The National Coffee Association recently released a data trends report which was produced in collaboration with the Specialty Coffee Association. Some of these trends are pretty revealing and surprising, while others confirm our observations over the last few years.


As you can see in the pie chart above, the younger you are, the more likely you are to enjoy a Specialty coffee. Seventy-eight percent of all coffee cups drunk yesterday among 18-24-year-olds were specialty beverages. In this respect, the education campaign regarding specialty over the last thirty years is working.

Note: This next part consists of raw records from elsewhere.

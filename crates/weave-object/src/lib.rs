//! Weave dynamic object model
//!
//! This crate provides the value and object representation the weave
//! advice engine operates on:
//! - **Value**: dynamically typed value (`value` module)
//! - **Object**: identity-comparable object with named slots and an
//!   optional prototype chain (`object` module)
//! - **Function**: callable value with an identity-tag cell and a
//!   downcastable `Callable` seam (`function` module)
//!
//! Method slots are plain entries in an object's slot map, so any slot
//! can be read, replaced, or shadowed at runtime. That property is what
//! lets the advice engine swap a method for a dispatcher without the
//! object noticing.

#![warn(missing_docs)]
#![warn(rust_2018_idioms)]

pub mod error;
pub mod function;
pub mod object;
pub mod value;

pub use error::{CallError, CallResult};
pub use function::{Callable, Function, IdentityTag};
pub use object::{Object, WeakObject};
pub use value::Value;
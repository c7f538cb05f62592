//! Error types for dynamic property access and calls

use crate::value::Value;

/// Errors surfaced by dynamic calls.
///
/// Failures are synchronous and propagate to the immediate caller;
/// nothing in this crate retries, logs, or swallows them.
#[derive(Debug, Clone, thiserror::Error)]
pub enum CallError {
    /// The named slot is missing or does not hold a function
    #[error("{0} is not a function")]
    NotCallable(String),

    /// A value had an unexpected type
    #[error("type error: {0}")]
    TypeError(String),

    /// Failure raised by user code (a native function or advice)
    #[error("runtime error: {0}")]
    RuntimeError(String),
}

/// Result type for dynamic calls
pub type CallResult<T = Value> = Result<T, CallError>;
//! Coalescing of change bursts into a single trigger.
//!
//! The first change arms a one-shot deadline one quiescence window away.
//! Changes seen while armed do not move the deadline: the window is measured
//! from the first change, and whatever queues up behind it is drained after
//! the trigger has run. At most one trigger fires per window.

use std::time::{Duration, Instant};

#[derive(Clone, Copy, Debug, PartialEq, Eq)]
pub enum State {
    Idle,
    Armed(Instant),
}

#[derive(Debug)]
pub struct Debouncer {
    window: Duration,
    state: State,
}

impl Debouncer {
    pub const fn new(window: Duration) -> Self {
        Self {
            window,
            state: State::Idle,
        }
    }

    pub const fn state(&self) -> State {
        self.state
    }

    pub const fn window(&self) -> Duration {
        self.window
    }

    /// Records a change seen at `now`. Returns true if this armed the timer.
    pub fn observe(&mut self, now: Instant) -> bool {
        match self.state {
            State::Idle => {
                self.state = State::Armed(now + self.window);
                true
            }
            State::Armed(_) => false,
        }
    }

    pub const fn deadline(&self) -> Option<Instant> {
        match self.state {
            State::Idle => None,
            State::Armed(deadline) => Some(deadline),
        }
    }

    /// How long to wait for more events before the trigger is due, or `None`
    /// to wait indefinitely.
    pub fn timeout(&self, now: Instant) -> Option<Duration> {
        self.deadline()
            .map(|deadline| deadline.saturating_duration_since(now))
    }

    pub fn is_due(&self, now: Instant) -> bool {
        self.deadline().map_or(false, |deadline| now >= deadline)
    }

    /// Returns to idle once the trigger has run and the queue has been drained.
    pub fn reset(&mut self) {
        self.state = State::Idle;
    }
}
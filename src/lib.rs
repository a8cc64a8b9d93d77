//! autohup: the library
//!
//! Supervises one long-running command and sends it a signal whenever one of
//! the watched paths changes. The binary is a thin wrapper over [`run`]; the
//! library exists so that the pieces of the supervisor can be tested on their
//! own, and no semver guarantees apply to it.

#![warn(clippy::unwrap_used)]
#![deny(unsafe_code)]
#![allow(clippy::default_trait_access)]

#[macro_use]
extern crate clap;
#[macro_use]
extern crate derive_builder;
#[macro_use]
extern crate log;

pub mod cli;
pub mod config;
pub mod debounce;
pub mod error;
pub mod event;
pub mod process;
pub mod run;
pub mod signal;
mod watcher;

pub use run::run;
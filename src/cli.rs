use std::ffi::OsString;
use std::path::PathBuf;
use std::time::Duration;

use clap::{App, Arg, ErrorKind};

use crate::config::{Config, ConfigBuilder};
use crate::error::{Error, Result};
use crate::signal;

/// What the command line asked for.
#[derive(Debug)]
pub enum Action {
    ListSignals,
    Supervise(Config),
}

fn app() -> App<'static, 'static> {
    App::new("autohup")
        .version(crate_version!())
        .about("Send a signal to a command when watched files change")
        .usage(
            "autohup [-s signal] [-e command] [-v] [path ...] -- command [argument ...]\n    \
             autohup -l",
        )
        .arg(Arg::with_name("path")
                 .help("Path to watch")
                 .multiple(true))
        .arg(Arg::with_name("command")
                 .help("Command to supervise, with its arguments")
                 .multiple(true)
                 .last(true)
                 .required_unless("list"))
        .arg(Arg::with_name("signal")
                 .help("Signal to send upon changes, by name or number [default: HUP]")
                 .short("s")
                 .long("signal")
                 .takes_value(true)
                 .value_name("signal"))
        .arg(Arg::with_name("exec")
                 .help("Shell command to run to completion before each signal")
                 .short("e")
                 .long("exec")
                 .takes_value(true)
                 .value_name("command"))
        .arg(Arg::with_name("debounce")
                 .help("Time to collect changes before signalling [default: 1000]")
                 .short("d")
                 .long("debounce")
                 .takes_value(true)
                 .value_name("milliseconds"))
        .arg(Arg::with_name("verbose")
                 .help("Print debugging messages to stderr, repeat for more")
                 .short("v")
                 .long("verbose")
                 .multiple(true))
        .arg(Arg::with_name("list")
                 .help("List signal names and exit")
                 .short("l")
                 .long("list"))
}

pub fn get_args() -> Result<Action> {
    get_args_from(std::env::args_os())
}

/// Help and version requests print and exit the process directly; every
/// other parse failure is returned as [`Error::Usage`].
pub fn get_args_from<I, T>(args: I) -> Result<Action>
where
    I: IntoIterator<Item = T>,
    T: Into<OsString> + Clone,
{
    let args = app().get_matches_from_safe(args).map_err(|err| match err.kind {
        ErrorKind::HelpDisplayed | ErrorKind::VersionDisplayed => err.exit(),
        _ => Error::Usage(err.message),
    })?;

    if args.is_present("list") {
        return Ok(Action::ListSignals);
    }

    let mut builder = ConfigBuilder::default();
    builder
        .cmd(args.values_of_lossy("command").unwrap_or_default())
        .paths(
            args.values_of_os("path")
                .map(|paths| paths.map(PathBuf::from).collect::<Vec<_>>())
                .unwrap_or_default(),
        )
        .verbosity(args.occurrences_of("verbose"));

    if let Some(spec) = args.value_of("signal") {
        builder.signal(signal::parse(spec)?);
    }

    if let Some(script) = args.value_of("exec") {
        builder.script(script);
    }

    if args.is_present("debounce") {
        let ms = value_t!(args, "debounce", u64).map_err(|err| Error::Usage(err.message))?;
        builder.debounce(Duration::from_millis(ms));
    }

    builder.build().map(Action::Supervise).map_err(Error::Usage)
}
use std::{error::Error as StdError, fmt, io, path::PathBuf};

pub type Result<T> = ::std::result::Result<T, Error>;

/// Exit code used for every startup, usage and watch failure.
pub const EXIT_ERROR_CODE: i32 = 255;

pub enum Error {
    Usage(String),
    UnknownSignal(String),
    PathNotWatchable(PathBuf, notify::Error),
    Spawn(String, io::Error),
    Watch(notify::Error),
    Signal(nix::Error),
    Io(io::Error),
}

impl Error {
    /// All failures that reach the top of the supervisor are fatal and share
    /// one exit code, distinct from anything the child normally reports.
    pub const fn exit_code(&self) -> i32 {
        EXIT_ERROR_CODE
    }
}

impl StdError for Error {}

impl From<io::Error> for Error {
    fn from(err: io::Error) -> Self {
        Error::Io(err)
    }
}

impl From<nix::Error> for Error {
    fn from(err: nix::Error) -> Self {
        Error::Signal(err)
    }
}

impl From<notify::Error> for Error {
    fn from(err: notify::Error) -> Self {
        Error::Watch(err)
    }
}

impl fmt::Display for Error {
    fn fmt(&self, f: &mut fmt::Formatter) -> fmt::Result {
        match self {
            Error::Usage(msg) => write!(f, "{}", msg),
            Error::UnknownSignal(name) => write!(f, "{}: Signal cannot be found", name),
            Error::PathNotWatchable(path, err) => write!(f, "{}: {}", path.display(), err),
            Error::Spawn(cmd, err) => write!(f, "{}: {}", cmd, err),
            Error::Watch(err) => write!(f, "watch error: {}", err),
            Error::Signal(err) => write!(f, "signal setup error: {}", err),
            Error::Io(err) => write!(f, "I/O error: {}", err),
        }
    }
}

impl fmt::Debug for Error {
    fn fmt(&self, f: &mut fmt::Formatter) -> fmt::Result {
        fmt::Display::fmt(self, f)
    }
}
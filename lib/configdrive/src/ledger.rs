// This Source Code Form is subject to the terms of the Mozilla Public
// License, v. 2.0. If a copy of the MPL was not distributed with this
// file, You can obtain one at https://mozilla.org/MPL/2.0/.

//! Tracks one-time delivery of administrative passwords.
//!
//! Each password-enabled instance carries a current password and a
//! `delivered` flag. Drive rebuilds read the current delivery value without
//! changing any state; the flag flips when the first guest read takes a
//! plaintext-bearing image (see [`crate::store`]), and every build after
//! that embeds the `saved_password` sentinel until the next reset.
//!
//! Delivery epochs make the flip race-free: every reset (or re-arm) bumps
//! the epoch, and [`PasswordLedger::mark_delivered`] only flips the flag for
//! the epoch the reader actually took, so a reset racing a read can never
//! have its fresh password swallowed by a stale delivery.

use std::collections::BTreeMap;
use std::sync::Mutex;

use serde::{Deserialize, Serialize};
use thiserror::Error;

use configdrive_types::InstanceId;

/// Sentinel served once the current password has been retrieved.
pub const SAVED_PASSWORD: &str = "saved_password";

/// Sentinel served when the instance's template is not password-enabled.
pub const PASSWORD_NOT_APPLICABLE: &str = "not_applicable";

#[derive(Debug, Error)]
pub enum LedgerError {
    #[error("instance {0} is not registered with the password ledger")]
    UnknownInstance(InstanceId),

    #[error("instance {0}'s template is not password-enabled")]
    NotPasswordEnabled(InstanceId),
}

/// The value a drive build embeds in the password file.
#[derive(Clone, Debug, PartialEq, Eq)]
pub enum DeliveryValue {
    /// The live password, not yet retrieved by the guest. The epoch
    /// identifies which arming of the ledger this value belongs to.
    Plaintext { value: String, epoch: u64 },
    /// The current password was already retrieved.
    Saved,
    /// The template does not support passwords.
    NotApplicable,
}

impl DeliveryValue {
    /// The single-line rendering embedded in the drive's password file.
    pub fn render(&self) -> &str {
        match self {
            DeliveryValue::Plaintext { value, .. } => value,
            DeliveryValue::Saved => SAVED_PASSWORD,
            DeliveryValue::NotApplicable => PASSWORD_NOT_APPLICABLE,
        }
    }
}

/// Per-instance password delivery state. Serializable so it can ride along
/// in the instance's durable record.
#[derive(Clone, Debug, PartialEq, Eq, Serialize, Deserialize)]
pub struct PasswordState {
    password_enabled: bool,
    current: Option<String>,
    epoch: u64,
    delivered: bool,
}

impl PasswordState {
    fn new(password_enabled: bool) -> Self {
        Self { password_enabled, current: None, epoch: 0, delivered: false }
    }

    fn delivery_value(&self) -> DeliveryValue {
        if !self.password_enabled {
            return DeliveryValue::NotApplicable;
        }
        match &self.current {
            Some(value) if !self.delivered => DeliveryValue::Plaintext {
                value: value.clone(),
                epoch: self.epoch,
            },
            _ => DeliveryValue::Saved,
        }
    }
}

/// Keyed registry of per-instance password state.
#[derive(Default)]
pub struct PasswordLedger {
    entries: Mutex<BTreeMap<InstanceId, PasswordState>>,
}

impl PasswordLedger {
    pub fn new() -> Self {
        Self::default()
    }

    /// Registers an instance with the given template mode.
    pub fn register(&self, instance: InstanceId, password_enabled: bool) {
        self.entries
            .lock()
            .unwrap()
            .insert(instance, PasswordState::new(password_enabled));
    }

    /// Reinstates a persisted state (service restart path).
    pub fn restore(&self, instance: InstanceId, state: PasswordState) {
        self.entries.lock().unwrap().insert(instance, state);
    }

    pub fn remove(&self, instance: InstanceId) {
        self.entries.lock().unwrap().remove(&instance);
    }

    /// Assigns a new password and arms delivery under a fresh epoch.
    pub fn set_password(
        &self,
        instance: InstanceId,
        plaintext: String,
    ) -> Result<(), LedgerError> {
        let mut entries = self.entries.lock().unwrap();
        let state = entries
            .get_mut(&instance)
            .ok_or(LedgerError::UnknownInstance(instance))?;
        if !state.password_enabled {
            return Err(LedgerError::NotPasswordEnabled(instance));
        }
        state.current = Some(plaintext);
        state.epoch += 1;
        state.delivered = false;
        Ok(())
    }

    /// The value the next drive build should embed. Pure read; delivery
    /// state only changes through [`Self::mark_delivered`].
    pub fn delivery_value(
        &self,
        instance: InstanceId,
    ) -> Result<DeliveryValue, LedgerError> {
        let entries = self.entries.lock().unwrap();
        let state = entries
            .get(&instance)
            .ok_or(LedgerError::UnknownInstance(instance))?;
        Ok(state.delivery_value())
    }

    /// Records that the plaintext for `epoch` was handed to a guest reader.
    /// Idempotent; a stale epoch (an intervening reset) is a no-op. Returns
    /// whether the flag flipped.
    pub fn mark_delivered(
        &self,
        instance: InstanceId,
        epoch: u64,
    ) -> Result<bool, LedgerError> {
        let mut entries = self.entries.lock().unwrap();
        let state = entries
            .get_mut(&instance)
            .ok_or(LedgerError::UnknownInstance(instance))?;
        if state.epoch == epoch && !state.delivered {
            state.delivered = true;
            Ok(true)
        } else {
            Ok(false)
        }
    }

    /// Re-arms delivery of the retained current password under a new epoch.
    /// Used by ssh-key rotation; a no-op when no password is set or the
    /// template is not password-enabled.
    pub fn re_arm(&self, instance: InstanceId) -> Result<(), LedgerError> {
        let mut entries = self.entries.lock().unwrap();
        let state = entries
            .get_mut(&instance)
            .ok_or(LedgerError::UnknownInstance(instance))?;
        if state.password_enabled && state.current.is_some() {
            state.epoch += 1;
            state.delivered = false;
        }
        Ok(())
    }

    /// Changes the template mode. Disabling password support discards the
    /// stored password; this is a template/offering change, not a reset.
    pub fn set_mode(
        &self,
        instance: InstanceId,
        password_enabled: bool,
    ) -> Result<(), LedgerError> {
        let mut entries = self.entries.lock().unwrap();
        let state = entries
            .get_mut(&instance)
            .ok_or(LedgerError::UnknownInstance(instance))?;
        state.password_enabled = password_enabled;
        if !password_enabled {
            state.current = None;
            state.delivered = false;
        }
        Ok(())
    }

    /// Current state, for the durable record.
    pub fn snapshot(
        &self,
        instance: InstanceId,
    ) -> Result<PasswordState, LedgerError> {
        let entries = self.entries.lock().unwrap();
        entries
            .get(&instance)
            .cloned()
            .ok_or(LedgerError::UnknownInstance(instance))
    }
}
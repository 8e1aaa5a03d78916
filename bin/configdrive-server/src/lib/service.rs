// This Source Code Form is subject to the terms of the Mozilla Public
// License, v. 2.0. If a copy of the MPL was not distributed with this
// file, You can obtain one at https://mozilla.org/MPL/2.0/.

//! The config-drive service: one lifecycle driver per instance, shared
//! component registries, and the administrative/guest-facing operations.
//!
//! Mutual exclusion per instance comes from the single driver task behind
//! each event queue; operations on distinct instances share nothing but the
//! short-lock component maps, so one slow instance cannot delay another.
//! Guest reads ([`ConfigDriveService::drive`]) never wait on a rebuild:
//! they clone the current image `Arc` under a brief map lock.

use std::collections::BTreeMap;
use std::sync::{Arc, Mutex};

use async_trait::async_trait;
use rand::distributions::Alphanumeric;
use rand::Rng;
use slog::{error, info, o, warn, Logger};
use thiserror::Error;
use tokio::task::JoinHandle;

use crate::instance::request_queue::{EventDeniedReason, EventQueue};
use crate::instance::state_driver::StateDriver;
use crate::instance::{
    DriveState, EventOutcome, InstanceRecord, LifecycleEvent,
};
use crate::persist::{decode_files, PersistedInstance, StateDir};
use configdrive::content::{self, ContentError};
use configdrive::image::{DriveImage, ImageError};
use configdrive::ledger::{LedgerError, PasswordLedger};
use configdrive::nic::{AttachmentResolver, ResolverError};
use configdrive::store::{DriveStore, StoreError};
use configdrive_types::{
    AttachmentId, Generation, InstanceId, InstanceStateRequested, NetworkId,
    NicAttachment, PowerState, TopologyChange,
};
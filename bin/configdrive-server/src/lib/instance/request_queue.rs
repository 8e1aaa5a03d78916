// This Source Code Form is subject to the terms of the Mozilla Public
// License, v. 2.0. If a copy of the MPL was not distributed with this
// file, You can obtain one at https://mozilla.org/MPL/2.0/.

//! Admits and orders the lifecycle events targeting one instance.
//!
//! Each instance has a FIFO queue consumed by its state driver, so at most
//! one rebuild is in flight per instance and concurrent requests are
//! applied in arrival order, each seeing the effects of the previous one.
//! The queue maintains a disposition for each kind of event — enqueue it,
//! silently ignore it (for idempotency), or deny it — computed from the
//! instance's recorded power state and from requests already queued but not
//! yet processed (a reboot queued behind a stop will never be satisfiable,
//! so it is denied up front).

use std::collections::VecDeque;
use std::sync::Mutex;

use slog::{debug, info, Logger};
use thiserror::Error;
use tokio::sync::{oneshot, Notify};

use super::{EventOutcome, LifecycleEvent};
use crate::service::ServiceError;
use configdrive_types::{InstanceId, PowerState};

/// A set of reasons why an event may be refused admission.
#[derive(Copy, Clone, Debug, Error)]
pub enum EventDeniedReason {
    #[error("instance has been expunged")]
    Expunged,

    #[error("instance has a pending request to expunge")]
    ExpungePending,

    #[error("instance is destroyed and must be recovered first")]
    Destroyed,

    #[error("operation requires a running instance")]
    InstanceNotRunning,

    #[error("instance has a pending request to stop")]
    HaltPending,
}

/// The possible methods of handling an event submitted to the queue.
#[derive(Copy, Clone, Debug)]
enum EventDisposition {
    /// Put the event on the queue.
    Enqueue,

    /// Complete the event immediately without queuing it. This makes
    /// requests appear idempotent to callers without making the state
    /// driver deal with the same transition twice.
    Ignore,

    /// Refuse the event.
    Deny(EventDeniedReason),
}

pub type EventResult = Result<EventOutcome, ServiceError>;

/// An admitted event awaiting the state driver, with the channel its
/// submitter is waiting on.
#[derive(Debug)]
pub struct QueuedEvent {
    pub event: LifecycleEvent,
    pub done: oneshot::Sender<EventResult>,
}

struct Inner {
    queue: VecDeque<QueuedEvent>,
    power: PowerState,
    start_pending: bool,
    stop_pending: bool,
    expunge_pending: bool,
    closed: bool,
}

/// FIFO event queue for a single instance.
pub struct EventQueue {
    instance_id: InstanceId,
    inner: Mutex<Inner>,
    notify: Notify,
    log: Logger,
}

impl EventQueue {
    pub fn new(
        log: Logger,
        instance_id: InstanceId,
        power: PowerState,
    ) -> Self {
        Self {
            instance_id,
            inner: Mutex::new(Inner {
                queue: VecDeque::new(),
                power,
                start_pending: false,
                stop_pending: false,
                expunge_pending: false,
                closed: false,
            }),
            notify: Notify::new(),
            log,
        }
    }

    /// Asks to place an event on the queue. Returns the receiver the
    /// submitter awaits; ignored events complete immediately.
    pub fn try_queue(
        &self,
        event: LifecycleEvent,
    ) -> Result<oneshot::Receiver<EventResult>, EventDeniedReason> {
        let mut inner = self.inner.lock().unwrap();

        let disposition = if inner.closed {
            EventDisposition::Deny(EventDeniedReason::Expunged)
        } else if inner.expunge_pending {
            match event {
                LifecycleEvent::Expunge => EventDisposition::Ignore,
                _ => {
                    EventDisposition::Deny(EventDeniedReason::ExpungePending)
                }
            }
        } else {
            inner.disposition(&event)
        };

        debug!(self.log, "queuing lifecycle event";
               "event" => %event,
               "disposition" => ?disposition);

        match disposition {
            EventDisposition::Deny(reason) => return Err(reason),
            EventDisposition::Ignore => {
                let (tx, rx) = oneshot::channel();
                let _ = tx.send(Ok(EventOutcome::Unchanged));
                return Ok(rx);
            }
            EventDisposition::Enqueue => {}
        }

        match event {
            LifecycleEvent::Start => inner.start_pending = true,
            LifecycleEvent::Stop => inner.stop_pending = true,
            LifecycleEvent::Expunge => inner.expunge_pending = true,
            _ => {}
        }

        let (tx, rx) = oneshot::channel();
        inner.queue.push_back(QueuedEvent { event, done: tx });
        self.notify.notify_one();
        Ok(rx)
    }

    /// Next admitted event, in arrival order. Returns `None` once the
    /// queue is closed and drained.
    pub async fn next(&self) -> Option<QueuedEvent> {
        loop {
            let notified = self.notify.notified();
            {
                let mut inner = self.inner.lock().unwrap();
                if let Some(queued) = inner.queue.pop_front() {
                    return Some(queued);
                }
                if inner.closed {
                    return None;
                }
            }
            notified.await;
        }
    }

    /// Notifies the queue that the state driver applied an event, so
    /// dispositions for future submissions reflect the new state.
    pub fn event_applied(
        &self,
        event: &LifecycleEvent,
        power: PowerState,
    ) {
        let mut inner = self.inner.lock().unwrap();
        inner.power = power;
        match event {
            LifecycleEvent::Start => inner.start_pending = false,
            LifecycleEvent::Stop => inner.stop_pending = false,
            _ => {}
        }
    }

    /// Closes the queue, failing any events still waiting behind the one
    /// that closed it.
    pub fn close(&self) {
        let drained = {
            let mut inner = self.inner.lock().unwrap();
            inner.closed = true;
            std::mem::take(&mut inner.queue)
        };
        if !drained.is_empty() {
            info!(self.log, "draining queue on close";
                  "dropped" => drained.len());
        }
        for queued in drained {
            let _ = queued
                .done
                .send(Err(ServiceError::UnknownInstance(self.instance_id)));
        }
        self.notify.notify_one();
    }
}

impl Inner {
    fn disposition(&self, event: &LifecycleEvent) -> EventDisposition {
        use EventDeniedReason as Reason;
        use EventDisposition as Disposition;

        let running = self.power == PowerState::Running;
        match event {
            // Internal events queue unconditionally.
            LifecycleEvent::Created
            | LifecycleEvent::PasswordObserved { .. } => Disposition::Enqueue,

            LifecycleEvent::Start => {
                if self.stop_pending {
                    Disposition::Enqueue
                } else if self.start_pending {
                    Disposition::Ignore
                } else {
                    match self.power {
                        PowerState::Running => Disposition::Ignore,
                        PowerState::Stopped => Disposition::Enqueue,
                        PowerState::Destroyed | PowerState::Expunged => {
                            Disposition::Deny(Reason::Destroyed)
                        }
                    }
                }
            }

            LifecycleEvent::Stop => {
                if self.start_pending {
                    Disposition::Enqueue
                } else if self.stop_pending {
                    Disposition::Ignore
                } else {
                    match self.power {
                        PowerState::Running => Disposition::Enqueue,
                        _ => Disposition::Ignore,
                    }
                }
            }

            LifecycleEvent::Reboot
            | LifecycleEvent::Migrate
            | LifecycleEvent::Topology(_) => {
                if self.stop_pending {
                    Disposition::Deny(Reason::HaltPending)
                } else if running || self.start_pending {
                    Disposition::Enqueue
                } else {
                    Disposition::Deny(Reason::InstanceNotRunning)
                }
            }

            LifecycleEvent::Recover => match self.power {
                PowerState::Destroyed => Disposition::Enqueue,
                _ => Disposition::Ignore,
            },

            LifecycleEvent::Destroy => match self.power {
                PowerState::Destroyed => Disposition::Ignore,
                _ => Disposition::Enqueue,
            },

            LifecycleEvent::UserDataUpdated(_)
            | LifecycleEvent::PasswordReset
            | LifecycleEvent::SshKeyUpdated(_)
            | LifecycleEvent::TemplatePasswordEnabled(_) => {
                match self.power {
                    PowerState::Destroyed | PowerState::Expunged => {
                        Disposition::Deny(Reason::Destroyed)
                    }
                    _ => Disposition::Enqueue,
                }
            }

            // Expunge always queues; the driver tears everything down and
            // closes the queue.
            LifecycleEvent::Expunge => Disposition::Enqueue,
        }
    }
}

Then we come to this interesting data point, forty-seven percent of Americans consumed their coffee yesterday with flavoring. Furthermore, the majority of the flavor-drinkers are those under forty years of age. So just when you are excited by the youth embracing Specialty coffee, you are thwarted by favoring flavoring. This is an interesting dichotomy. The younger Millennials and Gen Z generation are more likely to consume Specialty coffee which likely costs more money and indicates higher quality, and then, in contrast, ignore the superior quality by masking coffee's inherent taste with some sort of additive.

This is music to the ears of anyone interested in producing a large-scale product using a lower costing high-volume Specialty product. This would make purchasing a borderline Specialty grade coffee more cost-effective and mask any inherent defects or faults with a flavor additive.

Conversely, this is disappointing news to the coffee producer hoping to increase the value of their coffee through quality.

The majority of the population believes that flavored coffee consumption is almost non-existent. This follows the same thread of consumers thinking that Instant coffee is going the way of the dinosaur. I was contacted last year to be interviewed as an expert for a newspaper that was making the case that people don't drink Instant anymore. The reporter formed this idea based on his own experience of not seeing Instant advertised and not drinking it personally any longer. I informed him immediately that this was not the case. Quite the opposite, Instant has grown steadily for the last twenty years.

Flavored is very similar in this respect. It may not always be the pre-flavored bags of coffee. It may come in the form of a syrup in a latte or almond butter and ghee in a cold brew smoothy but it is happening and it is continuing to grow as a segment.


Here we get a look at the number of coffees consumed per day. Again, in 2023 we are on an upswing. Also significant is that in "2023, specialty coffee drinkers consumed 3.1 cups of coffee per day. This includes specialty and non-specialty coffee types.... This implies that specialty drinkers are more engaged with coffee and not exclusively specialty drinkers."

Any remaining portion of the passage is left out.